St. Louis County offered its snowplow drivers a "Last Best Final Offer" after 11.5 hours of contract negotiations Friday, but the chief negotiator representing the drivers said he's urging members to reject it in a ratification vote Saturday afternoon.
"(St. Louis County) did not come to the table prepared today," Teamsters 320 chief negotiator Erik Skoog told the News Tribune Friday night. "They stalled."
The plow drivers will hold a ratification vote at 3 p.m. on Saturday. Asked if a rejection of the contract would solidify a strike, Skoog said, "This county has never been closer to a strike with the Teamsters."
County spokesperson Dana Kazel said in an email late Friday that "The County believes the Last Best Final Offer is fair and reasonable for both its employees and taxpayers."
"Out of respect for the process, we cannot disclose the terms of the proposal at this time," Kazel said. "After this proposal is presented to the unit members as part of the ratification vote, more information will become available regarding the proposal."
Skoog said the county's newest offer still did not offer "benefit equality," but he did not go into details.
Teamsters have cited "healthcare inequality" as the cause for the vote to strike.
They say workers within the county's Public Works Department are provided less coverage and pay more than management and non-union employees. Union members are requesting the right to find plans outside of the county's self-funded health-care option with Blue Cross Blue Shield.

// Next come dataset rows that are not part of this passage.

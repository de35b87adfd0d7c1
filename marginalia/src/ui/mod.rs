//! UI rendering for marginalia.
//!
//! `render()` is the single entry point called by the event loop's
//! `terminal.draw()` closure. Layout arithmetic lives in `layout.rs`; the
//! document panel in `document_view.rs` and the comment cards in `sidebar.rs`.

mod layout;
pub mod document_view;
pub mod help;
pub mod keybindings;
pub mod sidebar;

use ratatui::Frame;

use crate::app::{App, Mode};
use crate::theme::Theme;
use layout::{compute_layout, inner_rect, render_status_bar};

/// Renders one complete frame.
///
/// Panel rects and the viewport height are cached on `app` before drawing so
/// the next key or mouse event can hit-test and page against this frame. A
/// width change re-flows the page and re-anchors comments before the document
/// is drawn.
pub fn render(frame: &mut Frame, app: &mut App, theme: &Theme) {
    let [document, sidebar, status_bar] = compute_layout(frame, app.show_sidebar);

    let doc_inner = inner_rect(document);
    app.doc_area = doc_inner;
    app.sidebar_area = if sidebar.width > 0 {
        inner_rect(sidebar)
    } else {
        Default::default()
    };
    app.viewport_height = doc_inner.height;
    app.relayout(usize::from(doc_inner.width.max(1)));

    document_view::render_document(frame, document, app, theme);
    if sidebar.width > 0 {
        sidebar::render_sidebar(frame, sidebar, app, theme);
    } else {
        app.cards.clear();
    }
    render_status_bar(frame, status_bar, app, theme);

    match app.mode {
        Mode::HelpOverlay => help::render_help_overlay(frame, theme, app.help_scroll),
        Mode::ConfirmQuit => help::render_confirm_quit(frame, theme),
        Mode::Normal | Mode::Insert => {}
    }
}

Friday’s negotiation session started at 10 a.m. at the St. Louis County Courthouse in Duluth and was the final mediation session between the county and snowplow drivers in its Public Works Department. If a deal is not reached, the union can begin its strike on Tuesday, Jan. 14. The mediation session was arranged by the state Bureau of Mediation Services on the heels of a 10-day cooling-off period required under state statute after the union filed its intent to strike on Jan. 1.
The last mediation session in December lasted 19 hours.
The union has maintained that it would prefer not to strike.
If the parties do not come to a settlement, Teamster members have the legal right to begin a strike anytime between Jan. 14 and Feb. 3.
In the event of a strike, the county has said it could use supervisors and other staff licensed and qualified to plow snow.
The Teamsters working for the county voted 112-1 to authorize a strike at a meeting in Virginia in December after walking away from contract negotiations with the county.
The union represents about 180 of the county's plow drivers, mechanics, building maintenance crews, parts specialists, sign technicians, bridge maintenance crews and custodial staff.